With more than half of the pledged delegates needed for the nomination to be awarded after the final results come in tonight -- or tomorrow -- both parties' races could be entering their final acts, and the verdict delivered today may determine who is standing when the curtain closes. Primary voters and caucus-goers in two dozen states head to the polls today, and the five major remaining candidates will hunker down in their home states to analyze the results and figure out just how the race may have changed.

On all sides, strategists have contingency plans they will need to put into action at a moment's notice. Each has a scenario they hope for, and a scenario they dread. Here are some of the results we could see by the end of the night, beginning with the GOP:

John McCain wins big. McCain is in a strong position in New York, New Jersey, Connecticut and Delaware - four states that award all their delegates, save a few at large representatives, to the statewide winner. Add in the 53 winner take all delegates at stake in his home state of Arizona and McCain looks poised for a big night. Given McCain's lead in the national polls, he looks almost certain to come out of Tuesday with more delegates than any other candidate.

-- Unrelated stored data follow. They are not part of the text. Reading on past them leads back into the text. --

use rusqlite::{Connection, OptionalExtension};

use crate::errors::{checksum_mismatch, from_rusqlite, migration_error, Result};
use crate::migrations::checksums::compute_checksum;
use crate::migrations::embedded::get_migrations;

/// Apply all pending migrations
///
/// Already applied migrations are skipped after their checksum is
/// compared with the embedded SQL.
///
/// # Errors
///
/// `Persistence` when a migration fails, `IntegrityViolation` when an
/// applied migration's SQL has changed.
pub fn apply_migrations(conn: &mut Connection) -> Result<()> {
    create_schema_version_table(conn)?;

    for migration in get_migrations() {
        apply_migration(conn, migration.id, migration.sql)?;
    }
    Ok(())
}

/// Ids of the applied migrations in application order
///
/// # Errors
///
/// `Persistence` on a database failure.
pub fn applied_migrations(conn: &Connection) -> Result<Vec<String>> {
    let mut stmt = conn
        .prepare("SELECT migration_id FROM schema_version ORDER BY id")
        .map_err(from_rusqlite)?;
    let ids = stmt
        .query_map([], |row| row.get(0))
        .map_err(from_rusqlite)?
        .collect::<std::result::Result<Vec<String>, _>>()
        .map_err(from_rusqlite)?;
    Ok(ids)
}

fn create_schema_version_table(conn: &Connection) -> Result<()> {
    conn.execute(
        "CREATE TABLE IF NOT EXISTS schema_version (
            id INTEGER PRIMARY KEY,
            migration_id TEXT NOT NULL UNIQUE,
            applied_at INTEGER NOT NULL,
            checksum TEXT NOT NULL
        )",
        [],
    )
    .map_err(from_rusqlite)?;
    Ok(())
}

fn apply_migration(conn: &mut Connection, migration_id: &str, sql: &str) -> Result<()> {
    let checksum = compute_checksum(sql);

    let recorded: Option<String> = conn
        .query_row(
            "SELECT checksum FROM schema_version WHERE migration_id = ?1",
            [migration_id],
            |row| row.get(0),
        )
        .optional()
        .map_err(from_rusqlite)?;

    if let Some(recorded) = recorded {
        if recorded != checksum {
            return Err(checksum_mismatch(migration_id, &recorded, &checksum));
        }
        return Ok(());
    }

    let tx = conn.transaction().map_err(from_rusqlite)?;
    tx.execute_batch(sql)
        .map_err(|e| migration_error(migration_id, &e.to_string()))?;
    tx.execute(
        "INSERT INTO schema_version (migration_id, applied_at, checksum) VALUES (?1, ?2, ?3)",
        rusqlite::params![migration_id, chrono::Utc::now().timestamp_millis(), checksum],
    )
    .map_err(from_rusqlite)?;
    tx.commit().map_err(from_rusqlite)?;

    tracing::debug!(migration_id, "migration applied");
    Ok(())
}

If he wins an overwhelming number of states, he's likely to be declared the unstoppable front-runner.

Mitt Romney has already begun talking about his campaign in what seems like a resigned fashion. After a delay in throwing more money at February 5 states to build a big lead in television advertising, Romney wrote a check, but given the size of his buys it seems the commitment was much smaller than previous ones. A big McCain win, including victories in California, Colorado and Georgia, would likely chase Romney from the race.

Mitt Romney makes a stand. California is up for grabs, and the momentum looks to be with Romney. Polls also showed him leading by a wide margin in Massachusetts, Colorado (which holds caucuses), and in Utah. He has paid attention in some form or another to West Virginia and Alaska, and he could benefit from McCain's rocky relationship with conservatives in other states.

Romney's biggest obstacle looks like Mike Huckabee, who is doing well in Southern states like Georgia, Missouri, Tennessee, Alabama and his home state of Arkansas. If Romney's superior organization and bigger advertising budget can overcome Huckabee's underground coalition of support, Romney could add several more states to his column.

Huckabee is a factor. Aside from the five southern states in which he is polling well -- all of which are awarded bonus delegates because of their strong GOP performance -- Huckabee has a chance to do well in states Romney and McCain have largely skipped, including North Dakota (neighboring South Dakota Governor Mike Rounds is a Huckabee backer), West Virginia and Oklahoma.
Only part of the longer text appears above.